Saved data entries
===

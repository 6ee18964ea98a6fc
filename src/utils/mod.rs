//! Utility functions and primitive DSP building blocks.

pub mod biquad;
pub mod delay_line;
pub mod one_pole_lp;
pub mod parameter_interpolator;

#[allow(unused_imports)]
use num_traits::float::Float;

#[inline]
pub fn slew(out: &mut f32, in_: f32, delta: f32) {
    let mut error = (in_) - *out;
    let d = delta;
    if error > d {
        error = d;
    } else if error < -d {
        error = -d;
    }
    *out += error;
}

#[inline]
pub fn db_to_gain(db: f32) -> f32 {
    f32::powf(10.0, db * 0.05)
}
//! Binaural spatialization of a mono source.
//!
//! Renders a mono input against a 3D source position using parametric
//! localization cues instead of measured head-related impulse responses:
//!
//! - *ITD:* fractional delay on the lagging ear, up to 0.5 ms.
//! - *ILD:* broadband ±3 dB gain tilt between the ears.
//! - *Head shadow:* opposing high-shelf filters at 1.5 kHz.
//! - *Pinna cue:* a narrow notch swept between 5.5 and 10.5 kHz by elevation.
//! - *Air absorption:* a one-pole low-pass closing with distance.
//! - *Early reflection:* one delayed ground bounce at −6 dB.
//!
//! Cue targets are recomputed once per block from the source position and
//! ramped linearly across the block, starting from the values the previous
//! block ended on, so block boundaries are free of steps.

#[allow(unused_imports)]
use num_traits::float::Float;

use crate::utils::biquad::Biquad;
use crate::utils::delay_line::DelayLine;
use crate::utils::one_pole_lp::OnePoleLp;
use crate::utils::parameter_interpolator::ParameterInterpolator;
use crate::{SAMPLE_RATE, SPEED_OF_SOUND};

/// Capacity of the ITD and reflection delay lines. The requested delays are
/// bounded by design (ITD ≤ 24 samples, reflection delay capped at
/// `MAX_REFLECTION_DELAY`), so reads never wrap onto fresh data.
const DELAY_LINE_SIZE: usize = 512;

/// Maximum interaural delay in seconds (path difference around the head).
const MAX_ITD_SECONDS: f32 = 0.0005;

/// Longest reflection delay the line can serve, ~3.6 m of source height.
const MAX_REFLECTION_DELAY: f32 = (DELAY_LINE_SIZE - 2) as f32;

/// Reflection level, −6 dB.
const REFLECTION_GAIN: f32 = 0.501187;

/// Shelf and notch targets are re-derived every 8th sample; coefficient
/// smoothing masks the resulting steps.
const COEFFICIENT_REFRESH_MASK: usize = 7;

const SHELF_FREQUENCY: f32 = 1500.0;
const SHELF_RANGE_DB: f32 = 8.0;
const NOTCH_CENTER_FREQUENCY: f32 = 8000.0;
const NOTCH_ELEVATION_RANGE: f32 = 2500.0;

/// Per-emitter spatialization state: filters, delay lines and the smoothed
/// position cues carried across blocks. Constructed once per emitter slot
/// and never reallocated.
#[derive(Debug)]
pub struct SpatialVoice {
    notch_left: Biquad,
    notch_right: Biquad,
    shelf_left: Biquad,
    shelf_right: Biquad,
    air_lp: OnePoleLp,
    itd_left: DelayLine<DELAY_LINE_SIZE>,
    itd_right: DelayLine<DELAY_LINE_SIZE>,
    reflection: DelayLine<DELAY_LINE_SIZE>,

    previous_sin_az: f32,
    previous_elevation: f32,
    previous_distance: f32,
}

impl Default for SpatialVoice {
    fn default() -> Self {
        Self::new()
    }
}

impl SpatialVoice {
    pub fn new() -> Self {
        Self {
            notch_left: Biquad::new(),
            notch_right: Biquad::new(),
            shelf_left: Biquad::new(),
            shelf_right: Biquad::new(),
            air_lp: OnePoleLp::new(),
            itd_left: DelayLine::new(),
            itd_right: DelayLine::new(),
            reflection: DelayLine::new(),
            previous_sin_az: 0.0,
            previous_elevation: 0.0,
            previous_distance: 1.0,
        }
    }

    pub fn init(&mut self) {
        self.notch_left.init();
        self.notch_right.init();
        self.shelf_left.init();
        self.shelf_right.init();
        self.air_lp.init();
        self.itd_left.init();
        self.itd_right.init();
        self.reflection.init();
        self.previous_sin_az = 0.0;
        self.previous_elevation = 0.0;
        self.previous_distance = 1.0;
    }

    /// Spatialize one block of mono input against the source position given
    /// in meters. All state lives in `self`, so independent voices can run
    /// back to back within one callback.
    #[inline]
    pub fn render(
        &mut self,
        source_x: f32,
        source_y: f32,
        source_z: f32,
        in_: &[f32],
        out_left: &mut [f32],
        out_right: &mut [f32],
    ) {
        let size = in_.len();

        // Cue targets for this block. Epsilon offsets keep the divisions
        // and asin well-defined for a source at the origin.
        let horizontal_distance = (source_x * source_x + source_z * source_z).sqrt() + 1.0e-6;
        let sin_az_target = (source_x / horizontal_distance).clamp(-1.0, 1.0);
        let distance_target =
            (source_x * source_x + source_y * source_y + source_z * source_z + 1.0e-6).sqrt();
        let elevation_target =
            (source_y / distance_target).asin() * (2.0 / core::f32::consts::PI);

        let sin_az_ramp = ParameterInterpolator::new(self.previous_sin_az, sin_az_target, size);
        let elevation_ramp =
            ParameterInterpolator::new(self.previous_elevation, elevation_target, size);
        let distance_ramp =
            ParameterInterpolator::new(self.previous_distance, distance_target, size);

        let mut sin_az = self.previous_sin_az;
        let mut elevation = self.previous_elevation;
        let mut distance = self.previous_distance;

        // Reflection delay and air absorption are set once per block. The
        // delay is capped just below the line capacity so a tall source
        // cannot make the read wrap onto fresh data.
        let reflection_delay =
            (source_y.abs() / SPEED_OF_SOUND * SAMPLE_RATE).min(MAX_REFLECTION_DELAY);
        let cutoff = 15000.0 - 1000.0 * (distance_target - 0.5);
        self.air_lp.set_cutoff(cutoff.clamp(5000.0, 15000.0));

        for (n, ((in_sample, out_l), out_r)) in in_
            .iter()
            .zip(out_left.iter_mut())
            .zip(out_right.iter_mut())
            .enumerate()
        {
            sin_az_ramp.update(&mut sin_az);
            elevation_ramp.update(&mut elevation);
            distance_ramp.update(&mut distance);

            let itd_samples = MAX_ITD_SECONDS * sin_az.abs() * SAMPLE_RATE;

            let reflected = self.reflection.process(*in_sample, reflection_delay);
            let dry = *in_sample + reflected * REFLECTION_GAIN;
            let absorbed = self.air_lp.process(dry);

            // Delay only the lagging ear; the other channel stays dry.
            let (mut left, mut right) = if sin_az >= 0.0 {
                (self.itd_left.process(absorbed, itd_samples), absorbed)
            } else {
                (absorbed, self.itd_right.process(absorbed, itd_samples))
            };

            let (ild_left, ild_right) = ild_gains(sin_az);
            left *= ild_left;
            right *= ild_right;

            if (n & COEFFICIENT_REFRESH_MASK) == 0 {
                self.shelf_left
                    .set_high_shelf(SHELF_FREQUENCY, SHELF_RANGE_DB * sin_az);
                self.shelf_right
                    .set_high_shelf(SHELF_FREQUENCY, -SHELF_RANGE_DB * sin_az);
                let notch_frequency =
                    NOTCH_CENTER_FREQUENCY + NOTCH_ELEVATION_RANGE * elevation;
                self.notch_left.set_notch(notch_frequency);
                self.notch_right.set_notch(notch_frequency);
            }

            *out_l = self.notch_left.process(self.shelf_left.process(left));
            *out_r = self.notch_right.process(self.shelf_right.process(right));
        }

        self.previous_sin_az = sin_az;
        self.previous_elevation = elevation;
        self.previous_distance = distance;
    }
}

/// Broadband interaural level difference, ±3 dB across the azimuth range.
/// The two gains always sum to 2.
#[inline]
pub fn ild_gains(sin_az: f32) -> (f32, f32) {
    (1.0 + 0.25 * sin_az, 1.0 - 0.25 * sin_az)
}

===

= What is required =
Reproduce the records word for word.

= Solution to this problem =
repository 6ee18964ea98a6fc
filename src/utils/mod.rs
//! Utility functions and primitive DSP building blocks.

pub mod biquad;
pub mod delay_line;
pub mod one_pole_lp;
pub mod parameter_interpolator;

#[allow(unused_imports)]
use num_traits::float::Float;

#[inline]
pub fn slew(out: &mut f32, in_: f32, delta: f32) {
    let mut error = (in_) - *out;
    let d = delta;
    if error > d {
        error = d;
    } else if error < -d {
        error = -d;
    }
    *out += error;
}

#[inline]
pub fn db_to_gain(db: f32) -> f32 {
    f32::powf(10.0, db * 0.05)
}
//! Binaural spatialization of a mono source.
//!
//! Renders a mono input against a 3D source position using parametric
//! localization cues instead of measured head-related impulse responses:
//!
//! - *ITD:* fractional delay on the lagging ear, up to 0.5 ms.
//! - *ILD:* broadband ±3 dB gain tilt between the ears.
//! - *Head shadow:* opposing high-shelf filters at 1.5 kHz.
//! - *Pinna cue:* a narrow notch swept between 5.5 and 10.5 kHz by elevation.
//! - *Air absorption:* a one-pole low-pass closing with distance.
//! - *Early reflection:* one delayed ground bounce at −6 dB.
//!
//! Cue targets are recomputed once per block from the source position and
//! ramped linearly across the block, starting from the values the previous
//! block ended on, so block boundaries are free of steps.

#[allow(unused_imports)]
use num_traits::float::Float;

use crate::utils::biquad::Biquad;
use crate::utils::delay_line::DelayLine;
use crate::utils::one_pole_lp::OnePoleLp;
use crate::utils::parameter_interpolator::ParameterInterpolator;
use crate::{SAMPLE_RATE, SPEED_OF_SOUND};

/// Capacity of the ITD and reflection delay lines. The requested delays are
/// bounded by design (ITD ≤ 24 samples, reflection delay capped at
/// `MAX_REFLECTION_DELAY`), so reads never wrap onto fresh data.
const DELAY_LINE_SIZE: usize = 512;

/// Maximum interaural delay in seconds (path difference around the head).
const MAX_ITD_SECONDS: f32 = 0.0005;

/// Longest reflection delay the line can serve, ~3.6 m of source height.
const MAX_REFLECTION_DELAY: f32 = (DELAY_LINE_SIZE - 2) as f32;

/// Reflection level, −6 dB.
const REFLECTION_GAIN: f32 = 0.501187;

/// Shelf and notch targets are re-derived every 8th sample; coefficient
/// smoothing masks the resulting steps.
const COEFFICIENT_REFRESH_MASK: usize = 7;

const SHELF_FREQUENCY: f32 = 1500.0;
const SHELF_RANGE_DB: f32 = 8.0;
const NOTCH_CENTER_FREQUENCY: f32 = 8000.0;
const NOTCH_ELEVATION_RANGE: f32 = 2500.0;

/// Per-emitter spatialization state: filters, delay lines and the smoothed
/// position cues carried across blocks. Constructed once per emitter slot
/// and never reallocated.
#[derive(Debug)]
pub struct SpatialVoice {
    notch_left: Biquad,
    notch_right: Biquad,
    shelf_left: Biquad,
    shelf_right: Biquad,
    air_lp: OnePoleLp,
    itd_left: DelayLine<DELAY_LINE_SIZE>,
    itd_right: DelayLine<DELAY_LINE_SIZE>,
    reflection: DelayLine<DELAY_LINE_SIZE>,

    previous_sin_az: f32,
    previous_elevation: f32,
    previous_distance: f32,
}

impl Default for SpatialVoice {
    fn default() -> Self {
        Self::new()
    }
}

impl SpatialVoice {
    pub fn new() -> Self {
        Self {
            notch_left: Biquad::new(),
            notch_right: Biquad::new(),
            shelf_left: Biquad::new(),
            shelf_right: Biquad::new(),
            air_lp: OnePoleLp::new(),
            itd_left: DelayLine::new(),
            itd_right: DelayLine::new(),
            reflection: DelayLine::new(),
            previous_sin_az: 0.0,
            previous_elevation: 0.0,
            previous_distance: 1.0,
        }
    }

    pub fn init(&mut self) {
        self.notch_left.init();
        self.notch_right.init();
        self.shelf_left.init();
        self.shelf_right.init();
        self.air_lp.init();
        self.itd_left.init();
        self.itd_right.init();
        self.reflection.init();
        self.previous_sin_az = 0.0;
        self.previous_elevation = 0.0;
        self.previous_distance = 1.0;
    }

    /// Spatialize one block of mono input against the source position given
    /// in meters. All state lives in `self`, so independent voices can run
    /// back to back within one callback.
    #[inline]
    pub fn render(
        &mut self,
        source_x: f32,
        source_y: f32,
        source_z: f32,
        in_: &[f32],
        out_left: &mut [f32],
        out_right: &mut [f32],
    ) {
        let size = in_.len();

        // Cue targets for this block. Epsilon offsets keep the divisions
        // and asin well-defined for a source at the origin.
        let horizontal_distance = (source_x * source_x + source_z * source_z).sqrt() + 1.0e-6;
        let sin_az_target = (source_x / horizontal_distance).clamp(-1.0, 1.0);
        let distance_target =
            (source_x * source_x + source_y * source_y + source_z * source_z + 1.0e-6).sqrt();
        let elevation_target =
            (source_y / distance_target).asin() * (2.0 / core::f32::consts::PI);

        let sin_az_ramp = ParameterInterpolator::new(self.previous_sin_az, sin_az_target, size);
        let elevation_ramp =
            ParameterInterpolator::new(self.previous_elevation, elevation_target, size);
        let distance_ramp =
            ParameterInterpolator::new(self.previous_distance, distance_target, size);

        let mut sin_az = self.previous_sin_az;
        let mut elevation = self.previous_elevation;
        let mut distance = self.previous_distance;

        // Reflection delay and air absorption are set once per block. The
        // delay is capped just below the line capacity so a tall source
        // cannot make the read wrap onto fresh data.
        let reflection_delay =
            (source_y.abs() / SPEED_OF_SOUND * SAMPLE_RATE).min(MAX_REFLECTION_DELAY);
        let cutoff = 15000.0 - 1000.0 * (distance_target - 0.5);
        self.air_lp.set_cutoff(cutoff.clamp(5000.0, 15000.0));

        for (n, ((in_sample, out_l), out_r)) in in_
            .iter()
            .zip(out_left.iter_mut())
            .zip(out_right.iter_mut())
            .enumerate()
        {
            sin_az_ramp.update(&mut sin_az);
            elevation_ramp.update(&mut elevation);
            distance_ramp.update(&mut distance);

            let itd_samples = MAX_ITD_SECONDS * sin_az.abs() * SAMPLE_RATE;

            let reflected = self.reflection.process(*in_sample, reflection_delay);
            let dry = *in_sample + reflected * REFLECTION_GAIN;
            let absorbed = self.air_lp.process(dry);

            // Delay only the lagging ear; the other channel stays dry.
            let (mut left, mut right) = if sin_az >= 0.0 {
                (self.itd_left.process(absorbed, itd_samples), absorbed)
            } else {
                (absorbed, self.itd_right.process(absorbed, itd_samples))
            };

            let (ild_left, ild_right) = ild_gains(sin_az);
            left *= ild_left;
            right *= ild_right;

            if (n & COEFFICIENT_REFRESH_MASK) == 0 {
                self.shelf_left
                    .set_high_shelf(SHELF_FREQUENCY, SHELF_RANGE_DB * sin_az);
                self.shelf_right
                    .set_high_shelf(SHELF_FREQUENCY, -SHELF_RANGE_DB * sin_az);
                let notch_frequency =
                    NOTCH_CENTER_FREQUENCY + NOTCH_ELEVATION_RANGE * elevation;
                self.notch_left.set_notch(notch_frequency);
                self.notch_right.set_notch(notch_frequency);
            }

            *out_l = self.notch_left.process(self.shelf_left.process(left));
            *out_r = self.notch_right.process(self.shelf_right.process(right));
        }

        self.previous_sin_az = sin_az;
        self.previous_elevation = elevation;
        self.previous_distance = distance;
    }
}

/// Broadband interaural level difference, ±3 dB across the azimuth range.
/// The two gains always sum to 2.
#[inline]
pub fn ild_gains(sin_az: f32) -> (f32, f32) {
    (1.0 + 0.25 * sin_az, 1.0 - 0.25 * sin_az)
}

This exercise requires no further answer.